HMRC has reiterated that employers should continue to report contractual pay dates in their full payment submission for December if they pay employees early, rather than actual payday, to avoid complications for staff receiving universal credit.
In its latest Employer Bulletin (October 2021), HMRC said it remained important for employers to follow its guidance on sending full payment submissions (FPS) in December. This means the FPS should report the contractual payday date and be submitted on or before employees’ actual payday, if salaries and wages are paid early in advance of Christmas.
HMRC says this will help to avoid recipients of universal credit (UC) from being treated as receiving two earnings payments in one monthly UC assessment window and none the next, which has implications for the amount of UC they receive and their work allowance.

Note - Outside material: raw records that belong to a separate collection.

use std::fs;
use std::sync::atomic::{AtomicUsize, Ordering};

use super::*;

static DIR_COUNTER: AtomicUsize = AtomicUsize::new(0);

fn make_temp_dir() -> std::path::PathBuf {
    let mut dir = std::env::temp_dir();
    let id = DIR_COUNTER.fetch_add(1, Ordering::SeqCst);
    dir.push(format!("annoqc_config_test_{}_{}", std::process::id(), id));
    fs::create_dir_all(&dir).unwrap();
    dir
}

#[test]
fn test_default_profile_is_valid() {
    let cfg = DashboardConfig::default_v1();
    cfg.validate().unwrap();
    assert_eq!(cfg.horizon, 24);
    assert_eq!(cfg.scoring.throughput_cap, 1200.0);
    assert_eq!(cfg.scoring.weights.sum(), 1.0);
    assert_eq!(cfg.animation.start_step, 0);
    assert_eq!(cfg.milestones.len(), 1);
    assert_eq!(cfg.milestones[0].period, 9);
}

#[test]
fn test_weights_must_sum_to_one() {
    let mut cfg = DashboardConfig::default_v1();
    cfg.scoring.weights.agreement = 0.5;
    match cfg.validate() {
        Err(ConfigError::InvalidWeights { sum }) => assert!((sum - 1.25).abs() < 1e-12),
        other => panic!("expected InvalidWeights, got {other:?}"),
    }
}

#[test]
fn test_negative_weight_rejected() {
    let mut cfg = DashboardConfig::default_v1();
    cfg.scoring.weights = ScoringWeights {
        throughput: -0.25,
        rework: 0.5,
        precision: 0.5,
        agreement: 0.25,
    };
    assert!(matches!(
        cfg.validate(),
        Err(ConfigError::InvalidWeights { .. })
    ));
}

#[test]
fn test_invalid_scalar_values() {
    let mut cfg = DashboardConfig::default_v1();
    cfg.scoring.throughput_cap = 0.0;
    assert!(matches!(
        cfg.validate(),
        Err(ConfigError::InvalidValue { field: "scoring.throughput_cap", .. })
    ));

    let mut cfg = DashboardConfig::default_v1();
    cfg.cost.hourly_rate = f64::NAN;
    assert!(cfg.validate().is_err());

    let mut cfg = DashboardConfig::default_v1();
    cfg.animation.start_step = 2;
    assert!(cfg.validate().is_err());

    let mut cfg = DashboardConfig::default_v1();
    cfg.animation.tick_interval_ms = 0;
    assert!(cfg.validate().is_err());
}

#[test]
fn test_load_partial_json_keeps_defaults() {
    let dir = make_temp_dir();
    let path = dir.join("config.json");
    fs::write(
        &path,
        r#"{"scoring":{"throughput_cap":1000},"cost":{"hourly_rate":60},"animation":{"tick_interval_ms":75}}"#,
    )
    .unwrap();
    let cfg = DashboardConfig::load(&path).unwrap();
    assert_eq!(cfg.scoring.throughput_cap, 1000.0);
    assert_eq!(cfg.scoring.weights, ScoringWeights::default());
    assert_eq!(cfg.cost.hourly_rate, 60.0);
    assert_eq!(cfg.cost.hours_per_item, 0.25);
    assert_eq!(cfg.animation.tick_interval_ms, 75);
    assert_eq!(cfg.horizon, 24);
}

#[test]
fn test_load_rejects_bad_weights_and_unknown_keys() {
    let dir = make_temp_dir();
    let bad_weights = dir.join("weights.json");
    fs::write(
        &bad_weights,
        r#"{"scoring":{"weights":{"throughput":0.4,"rework":0.4,"precision":0.4,"agreement":0.4}}}"#,
    )
    .unwrap();
    assert!(matches!(
        DashboardConfig::load(&bad_weights),
        Err(ConfigError::InvalidWeights { .. })
    ));

    let unknown = dir.join("unknown.json");
    fs::write(&unknown, r#"{"horizn":12}"#).unwrap();
    assert!(matches!(
        DashboardConfig::load(&unknown),
        Err(ConfigError::Json(_))
    ));
}

#[test]
fn test_load_missing_file() {
    let dir = make_temp_dir();
    let err = DashboardConfig::load(&dir.join("absent.json")).unwrap_err();
    assert!(matches!(err, ConfigError::Io { .. }));
}
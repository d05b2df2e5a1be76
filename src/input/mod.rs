use std::collections::HashMap;
use std::fs::File;
use std::io::{BufReader, Read};
use std::path::{Path, PathBuf};

use flate2::read::MultiGzDecoder;
use thiserror::Error;
use tracing::{debug, info, warn};

use crate::model::record::PerformanceRecord;

pub mod individual;
pub mod synthetic;
pub mod team;

#[derive(Debug, Error)]
pub enum InputError {
    #[error("IO error: {0}")]
    Io(#[from] std::io::Error),
    #[error("CSV error: {0}")]
    Csv(#[from] csv::Error),
    #[error("missing input: {0}")]
    MissingInput(String),
    #[error("{source_name}: missing required column \"{column}\"")]
    MissingColumn {
        source_name: String,
        column: &'static str,
    },
}

#[derive(Debug, Clone, Copy, PartialEq, Eq)]
pub enum CsvLayout {
    Individual,
    Team,
}

/// Anything that can hand the dashboard a set of performance rows.
pub trait RecordSource {
    fn describe(&self) -> String;
    fn load(&self) -> Result<Vec<PerformanceRecord>, InputError>;
}

#[derive(Debug, Clone)]
pub struct CsvSource {
    pub path: PathBuf,
    pub layout: CsvLayout,
}

impl CsvSource {
    pub fn new(path: impl Into<PathBuf>, layout: CsvLayout) -> Self {
        Self {
            path: path.into(),
            layout,
        }
    }
}

impl RecordSource for CsvSource {
    fn describe(&self) -> String {
        self.path.display().to_string()
    }

    fn load(&self) -> Result<Vec<PerformanceRecord>, InputError> {
        if !self.path.exists() {
            return Err(InputError::MissingInput(self.path.display().to_string()));
        }
        let reader = open_maybe_gz(&self.path)?;
        let name = self.describe();
        let records = match self.layout {
            CsvLayout::Individual => individual::parse_individual(reader, &name)?,
            CsvLayout::Team => team::parse_team(reader, &name)?,
        };
        info!(
            "loaded {} {:?} records from {}",
            records.len(),
            self.layout,
            name
        );
        Ok(records)
    }
}

/// Loads a source, logging failures and falling back to an empty set so callers
/// always have something to render.
pub fn load_or_empty(source: &dyn RecordSource) -> Vec<PerformanceRecord> {
    match source.load() {
        Ok(records) => records,
        Err(err) => {
            tracing::error!("failed to load {}: {err}; continuing with no data", source.describe());
            Vec::new()
        }
    }
}

pub fn open_maybe_gz(path: &Path) -> Result<Box<dyn Read>, InputError> {
    let file = File::open(path)?;
    if path.extension().is_some_and(|ext| ext == "gz") {
        Ok(Box::new(BufReader::new(MultiGzDecoder::new(file))))
    } else {
        Ok(Box::new(BufReader::new(file)))
    }
}

pub(crate) fn csv_reader<R: Read>(reader: R) -> csv::Reader<R> {
    csv::ReaderBuilder::new()
        .has_headers(true)
        .flexible(true)
        .trim(csv::Trim::All)
        .from_reader(reader)
}

#[derive(Debug)]
pub(crate) struct HeaderIndex {
    by_name: HashMap<String, usize>,
    source_name: String,
}

impl HeaderIndex {
    pub(crate) fn new(headers: &csv::StringRecord, source_name: &str) -> Self {
        let mut by_name = HashMap::new();
        for (idx, name) in headers.iter().enumerate() {
            let key = normalize_header(name);
            if by_name.contains_key(&key) {
                warn!("{source_name}: duplicate column \"{name}\"; keeping first");
                continue;
            }
            by_name.insert(key, idx);
        }
        Self {
            by_name,
            source_name: source_name.to_string(),
        }
    }

    pub(crate) fn required(&self, column: &'static str) -> Result<usize, InputError> {
        self.optional(column).ok_or_else(|| InputError::MissingColumn {
            source_name: self.source_name.clone(),
            column,
        })
    }

    pub(crate) fn optional(&self, column: &str) -> Option<usize> {
        self.by_name.get(&normalize_header(column)).copied()
    }
}

fn normalize_header(name: &str) -> String {
    name.trim().trim_start_matches('\u{feff}').to_ascii_lowercase()
}

pub(crate) fn is_blank(record: &csv::StringRecord) -> bool {
    record.iter().all(|field| field.trim().is_empty())
}

pub(crate) fn line_of(record: &csv::StringRecord, fallback: usize) -> u64 {
    record
        .position()
        .map(|p| p.line())
        .unwrap_or(fallback as u64)
}

pub fn parse_numeric(raw: &str) -> Option<f64> {
    let trimmed = raw.trim();
    if trimmed.is_empty() {
        return None;
    }
    trimmed.parse::<f64>().ok()
}

pub(crate) fn numeric_cell(
    record: &csv::StringRecord,
    idx: usize,
    column: &str,
    source_name: &str,
    line: u64,
) -> f64 {
    let raw = record.get(idx).unwrap_or("");
    match parse_numeric(raw) {
        Some(v) => v,
        None => {
            warn!(
                "{source_name}: non-numeric value {raw:?} in column \"{column}\" (line {line}); using NaN"
            );
            f64::NAN
        }
    }
}

pub(crate) fn period_cell(
    record: &csv::StringRecord,
    idx: usize,
    source_name: &str,
    line: u64,
) -> Option<u32> {
    let raw = record.get(idx).unwrap_or("").trim();
    match raw.parse::<u32>() {
        Ok(0) | Err(_) => {
            warn!("{source_name}: invalid week {raw:?} (line {line}); skipping row");
            None
        }
        Ok(week) => Some(week),
    }
}

pub(crate) fn skip_blank(record: &csv::StringRecord, source_name: &str, line: u64) -> bool {
    if is_blank(record) {
        debug!("{source_name}: skipping blank row (line {line})");
        return true;
    }
    false
}

#[cfg(test)]
#[path = "../../tests/src_inline/input/tests.rs"]
mod tests;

The reminder came following legislation being introduced in November 2020 which obliges the Department for Work and Pensions (DWP) to reallocate a second monthly earnings payment to another UC assessment window, protecting claimants’ UC work allowance and cashflow.
In the Employer Bulletin, HMRC states that the legislation, which followed a Court of Appeal judgement, affected a “small minority of claimants in very specific circumstances”, (ie, when a calendar monthly pay date and the last day of their UC assessment period are close together).
Individuals in this circumstance have been able to request a reallocation of earnings since the introduction of the Universal Credit (Earned Income) Amendment Regulations 2020. A new automatic process introduced in August 2021, means that over the Christmas period if they receive two earnings payments DWP should automatically identify them and move the second payment into the next assessment period.
For employees being paid weekly, fortnightly or four-weekly, HMRC highlights that the situation is different, stating: “People paid at these frequencies will always have occasions where more than one set of earnings will be taken into account in a monthly assessment period. Moving a payment in these cases would not help to restore a regular payment pattern, it would simply move the same issue to a different assessment period.”